### Description of the task
Repeat exactly each line of the material, starting from the line that contains "let user = state.credentials.authenticate(payload).await?;" and finishing with the final line.

### Task data
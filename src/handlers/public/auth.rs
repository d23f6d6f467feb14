use axum::extract::State;

use crate::api::request::{LoginRequest, RegisterRequest};
use crate::api::response::{LoginResponse, RegisterResponse};
use crate::api::{ApiResponse, ApiResult, JsonBody};
use crate::app::AppState;
use crate::database::models::UserView;

/// POST /api/register - create an account
///
/// Input: `{"email": "...", "password": "..."}` (password at least 6 characters).
/// Output: 201 `{"message", "user": {"id", "email"}}`; 400 invalid input, 409 email taken.
pub async fn register(
    State(state): State<AppState>,
    JsonBody(payload): JsonBody<RegisterRequest>,
) -> ApiResult<RegisterResponse> {
    let user = state.credentials.register(payload).await?;

    Ok(ApiResponse::created(RegisterResponse {
        message: "User registered successfully",
        user: UserView::from(&user),
    }))
}

/// POST /api/login - exchange credentials for a 24 hour bearer token
///
/// Output: 200 `{"message", "access_token", "user"}`; 401 with the same message
/// whether the email is unknown or the password is wrong.
pub async fn login(
    State(state): State<AppState>,
    JsonBody(payload): JsonBody<LoginRequest>,
) -> ApiResult<LoginResponse> {
    let user = state.credentials.authenticate(payload).await?;
    let access_token = state.tokens.issue(user.id)?;

    Ok(ApiResponse::success(LoginResponse {
        message: "Login successful",
        access_token,
        user: UserView::from(&user),
    }))
}
pub mod auth;

pub use auth::{jwt_auth_middleware, AuthUser};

### Output
    let user = state.credentials.authenticate(payload).await?;
    let access_token = state.tokens.issue(user.id)?;

    Ok(ApiResponse::success(LoginResponse {
        message: "Login successful",
        access_token,
        user: UserView::from(&user),
    }))
}
pub mod auth;

pub use auth::{jwt_auth_middleware, AuthUser};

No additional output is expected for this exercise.